Phase of Care and Clinical Applications:

Transition phase of care

Study Design:

Randomized controlled trial

Measurement Instruments/Methods:

  • Supportive Care Need Survey (SCNS)
  • Hospital Anxiety and Depression Scale (HADS)
  • Nine-item colorectal cancer symptom checklist (developed for study)
  • Eleven-item questionnaire on the use of supportive care services (developed for study)
  • Medical Outcome Study Social Support Survey (MOS-SSS)

Results:

  • The prevalence of elevated anxiety decreased over time in the intervention group (p < 0.01).
  • Compared to the control group, the intervention group reported a greater use of services (p < 0.01).

Conclusions:

This study suggests that a volunteer-delivered, telephone-based intervention is plausible and acceptable to patients with cancer and that the intervention was effective in getting patients to use available services.
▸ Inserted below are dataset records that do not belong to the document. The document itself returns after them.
use std::fmt::{Display, Formatter};
use std::path::{Path, PathBuf};

use serde::{Deserialize, Serialize};

const CONFIG_FILE_NAME: &str = "config.toml";

#[derive(Debug, Clone, PartialEq, Eq, Serialize, Deserialize)]
pub struct Config {
    /// JSON5 catalog definition to serve. Unset means the embedded
    /// Tourney Master catalog.
    #[serde(default, skip_serializing_if = "Option::is_none")]
    pub catalog_path: Option<PathBuf>,
    /// Per-block entrance stagger handed to the render projector.
    #[serde(default = "default_stagger_ms")]
    pub entrance_stagger_ms: u32,
    #[serde(default = "default_duration_ms")]
    pub entrance_duration_ms: u32,
    #[serde(skip)]
    pub config_path: PathBuf,
}

fn default_stagger_ms() -> u32 {
    100
}

fn default_duration_ms() -> u32 {
    500
}

impl Default for Config {
    fn default() -> Self {
        Self {
            catalog_path: None,
            entrance_stagger_ms: default_stagger_ms(),
            entrance_duration_ms: default_duration_ms(),
            config_path: stable_app_data_dir().join(CONFIG_FILE_NAME),
        }
    }
}

/// Base directory for config and logs. `TOURNEYCAT_DATA_DIR` overrides it
/// so tests and portable installs can relocate everything.
pub fn stable_app_data_dir() -> PathBuf {
    if let Some(dir) = std::env::var_os("TOURNEYCAT_DATA_DIR") {
        if !dir.is_empty() {
            return PathBuf::from(dir);
        }
    }
    std::env::temp_dir().join("tourneycat")
}

#[derive(Debug)]
pub enum ConfigError {
    Io(std::io::Error),
    Parse(String),
    Invalid(String),
}

impl Display for ConfigError {
    fn fmt(&self, f: &mut Formatter<'_>) -> std::fmt::Result {
        match self {
            Self::Io(error) => write!(f, "io error: {error}"),
            Self::Parse(error) => write!(f, "parse error: {error}"),
            Self::Invalid(error) => write!(f, "invalid config: {error}"),
        }
    }
}

impl std::error::Error for ConfigError {}

impl From<std::io::Error> for ConfigError {
    fn from(value: std::io::Error) -> Self {
        Self::Io(value)
    }
}

pub fn validate(cfg: &Config) -> Result<(), String> {
    if cfg.entrance_stagger_ms > 1_000 {
        return Err("entrance_stagger_ms out of range (0-1000)".into());
    }

    if cfg.entrance_duration_ms > 5_000 {
        return Err("entrance_duration_ms out of range (0-5000)".into());
    }

    if cfg.config_path.as_os_str().is_empty() {
        return Err("config_path is required".into());
    }

    if let Some(path) = &cfg.catalog_path {
        if path.as_os_str().is_empty() {
            return Err("catalog_path must not be empty when set".into());
        }
    }

    Ok(())
}

/// Read the config file at `path` (or the stable default location). A
/// missing file yields defaults; a present but malformed file is an error.
pub fn load(path: Option<&Path>) -> Result<Config, ConfigError> {
    let config_path = match path {
        Some(path) => path.to_path_buf(),
        None => stable_app_data_dir().join(CONFIG_FILE_NAME),
    };

    let mut config = if config_path.exists() {
        let text = std::fs::read_to_string(&config_path)?;
        toml::from_str::<Config>(&text).map_err(|error| ConfigError::Parse(error.to_string()))?
    } else {
        Config::default()
    };
    config.config_path = config_path;

    validate(&config).map_err(ConfigError::Invalid)?;
    Ok(config)
}

pub fn save(config: &Config) -> Result<(), ConfigError> {
    validate(config).map_err(ConfigError::Invalid)?;

    if let Some(parent) = config.config_path.parent() {
        std::fs::create_dir_all(parent)?;
    }

    let text =
        toml::to_string_pretty(config).map_err(|error| ConfigError::Parse(error.to_string()))?;
    std::fs::write(&config.config_path, text)?;
    Ok(())
}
This approach was associated with reduced anxiety over time, but did not have an impact on depression or prevalence of unmet needs as identified by the patients.

Limitations:

  • The study design lacked an attentional control.
  • The study did not include discussion regarding supportive services utilized and whether they met patients’ unmet needs.
  • The intervention was delivered to patients three to four months postdiagnosis, and the highest period of unmet needs may actually be sooner in the treatment trajectory.

Nursing Implications:

Tailoring support and interventions to only those patients with unmet needs might be a better allocation of resources while producing significant results.